EVOLUTION OF THE PATIENT (DR. JOSEP MENSA)
The summary of the autopsy report reads: Angioinvasive Mycosis disseminated by Mucor sp. with involvement of the cervical area with necrotic tumour that exceeds the midline and compresses the upper airway. Subglottic hematoma covered by laryngeal mucosa.
Extensive cerebral vascular involvement with thrombosis by fungal stuctures and parenchymatous infarction (area of the right posteroinferior cerebellar artery and the territory of the left temporal lobe).
Extensive fungal invasion of the arteries of the gastric submucosa with phenomena of ischemic necrosis of the gastric wall in the body and fundus.
Multiple fungal pulmonary thromboembolism with thrombus in distal LII and proximal LSI arteries. Extensive ischemic-type pulmonary infarcts with fungal overgrowth. Fungal thrombosis of the splenic vein. Extensive coagulative necrosis in the tail of the pancreas, peripancreatic fat and splenic parenchyma. Septic emboli in adrenal fat with secondary fat necrosis.
DISCUSSION OF CASE
Lanternier and colleagues reviewed 101 cases of mucormycosis (60 tested, 41 probable) in France, 50% of them with haematological malignancy. The episodes occurred in an average time after the onset of the disease of 8.8 months. The authors established an estimated incidence of mucormycosis in organ and stem cell transplant recipients of 8% [31].
The involvement of the mouth’s floor and the upper part of the neck as a presentation of mucormycosis is uncommon but well described [27, 32]. Surgery is an essential component of the therapeutic strategy because antifungal treatment alone is often ineffective in controlling infection. In a series of 49 patients with rhinocerebral mucormycosis, mortality was 70% in cases treated with antifungals alone versus 14% treated with antifungals and surgery [33].

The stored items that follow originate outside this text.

pub mod dry_run;
pub mod ssh;

use tracing::warn;

pub use crate::cmd::CommandOutput;
use crate::error::{DeployError, DeployResult};

/// A shell command bound for the remote host.
#[derive(Debug, Clone, PartialEq, Eq)]
pub struct RemoteCommand {
    pub command: String,
    /// Report a non-zero exit as a warning instead of an error.
    pub tolerate_failure: bool,
}

impl RemoteCommand {
    #[must_use]
    pub fn new(command: &str) -> Self {
        Self {
            command: command.to_string(),
            tolerate_failure: false,
        }
    }

    #[must_use]
    pub const fn tolerate_failure(mut self) -> Self {
        self.tolerate_failure = true;
        self
    }
}

/// File content to write on the remote host.
#[derive(Debug, Clone, PartialEq, Eq)]
pub struct UploadedFile {
    pub path: String,
    pub content: Vec<u8>,
    pub mode: u32,
}

impl UploadedFile {
    #[must_use]
    pub fn new(path: &str, content: impl Into<Vec<u8>>, mode: u32) -> Self {
        Self {
            path: path.to_string(),
            content: content.into(),
            mode,
        }
    }

    /// Parent directory of the target path, if it has one.
    #[must_use]
    pub fn parent_dir(&self) -> Option<&str> {
        match self.path.rsplit_once('/') {
            Some(("", _)) => Some("/"),
            Some((dir, _)) => Some(dir),
            None => None,
        }
    }
}

/// Login details for a remote host.
#[derive(Debug, Clone)]
pub struct Credentials {
    pub user: String,
    pub identity_file: Option<String>,
    pub port: Option<u16>,
    pub forward_agent: bool,
    pub pty: bool,
}

impl Credentials {
    #[must_use]
    pub fn new(user: &str) -> Self {
        Self {
            user: user.to_string(),
            identity_file: None,
            port: None,
            forward_agent: true,
            pty: false,
        }
    }

    #[must_use]
    pub fn identity_file(mut self, path: &str) -> Self {
        self.identity_file = Some(path.to_string());
        self
    }

    #[must_use]
    pub const fn port(mut self, port: u16) -> Self {
        self.port = Some(port);
        self
    }

    #[must_use]
    pub const fn forward_agent(mut self, enabled: bool) -> Self {
        self.forward_agent = enabled;
        self
    }

    #[must_use]
    pub const fn pty(mut self, enabled: bool) -> Self {
        self.pty = enabled;
        self
    }
}

/// A connected session on one remote host. Commands run one at a
/// time, in the order they are issued.
pub trait RemoteSession {
    /// The host this session is connected to.
    fn host(&self) -> &str;

    /// Execute a shell command and return its exit code and output,
    /// whatever the exit code. Transport failures are
    /// [`DeployError::Connection`]; over SSH that includes a remote
    /// command that itself exits 255.
    fn execute(&mut self, command: &str) -> DeployResult<CommandOutput>;

    /// Write a file on the remote host, creating parent directories.
    fn upload(&mut self, file: &UploadedFile) -> DeployResult<()>;

    /// Tear down the connection.
    fn close(&mut self) -> DeployResult<()> {
        Ok(())
    }

    /// Run a command, turning a non-zero exit into
    /// [`DeployError::RemoteCommand`] unless the command tolerates
    /// failure.
    ///
    /// [`SshSession`](ssh::SshSession) cannot tell a remote exit
    /// status of 255 from an ssh failure, so such a command comes back
    /// as [`DeployError::Connection`] carrying the command's output,
    /// even when it tolerates failure.
    fn run(&mut self, command: &RemoteCommand) -> DeployResult<CommandOutput> {
        let result = self.execute(&command.command)?;
        if result.success() {
            return Ok(result);
        }
        if command.tolerate_failure {
            warn!(
                host = self.host(),
                command = %command.command,
                exit_code = result.exit_code,
                "command failed, continuing"
            );
            return Ok(result);
        }
        Err(DeployError::RemoteCommand {
            command: command.command.clone(),
            exit_code: result.exit_code,
            output: result.output,
        })
    }
}

#[cfg(test)]
mod tests {
    use super::*;

    struct Failing;

    impl RemoteSession for Failing {
        fn host(&self) -> &str {
            "example.org"
        }

        fn execute(&mut self, _command: &str) -> DeployResult<CommandOutput> {
            Ok(CommandOutput::new(1, "boom"))
        }

        fn upload(&mut self, _file: &UploadedFile) -> DeployResult<()> {
            Ok(())
        }
    }

    #[test]
    fn non_zero_exit_is_an_error() {
        let err = Failing.run(&RemoteCommand::new("false")).unwrap_err();
        match err {
            DeployError::RemoteCommand {
                command,
                exit_code,
                output,
            } => {
                assert_eq!(command, "false");
                assert_eq!(exit_code, 1);
                assert_eq!(output, "boom");
            }
            other => panic!("unexpected error: {other}"),
        }
    }

    #[test]
    fn tolerated_failure_returns_output() {
        let out = Failing
            .run(&RemoteCommand::new("uberspace-setup-svscan").tolerate_failure())
            .unwrap();
        assert_eq!(out.exit_code, 1);
    }

    #[test]
    fn parent_dir() {
        assert_eq!(
            UploadedFile::new("/home/u/etc/run-app/run", "", 0o755).parent_dir(),
            Some("/home/u/etc/run-app")
        );
        assert_eq!(UploadedFile::new("/run", "", 0o755).parent_dir(), Some("/"));
        assert_eq!(UploadedFile::new("run", "", 0o755).parent_dir(), None);
    }

    #[test]
    fn credentials_defaults() {
        let creds = Credentials::new("demo");
        assert_eq!(creds.user, "demo");
        assert!(creds.forward_agent);
        assert!(!creds.pty);
        assert!(creds.identity_file.is_none());
        assert!(creds.port.is_none());
    }
}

The antimicrobial treatment of rhinocerebral mucormycosis is the association of amphotericin B with an echinocandin that may be synergistic [34]. Rhizopus oryzae expresses the gene that encodes the proteins of the 1,3-b-D-glucan synthase complex, whose activity is inhibited by caspofungin. At a dose of 0.5 mg/kg every 12 h caspofungin improved survival in a model of mucormycosis in diabetic rats [35].
FINAL DIAGNOSIS
Angioinvasive mycosis disseminated by Mucor sp. with involvement of the cervical area.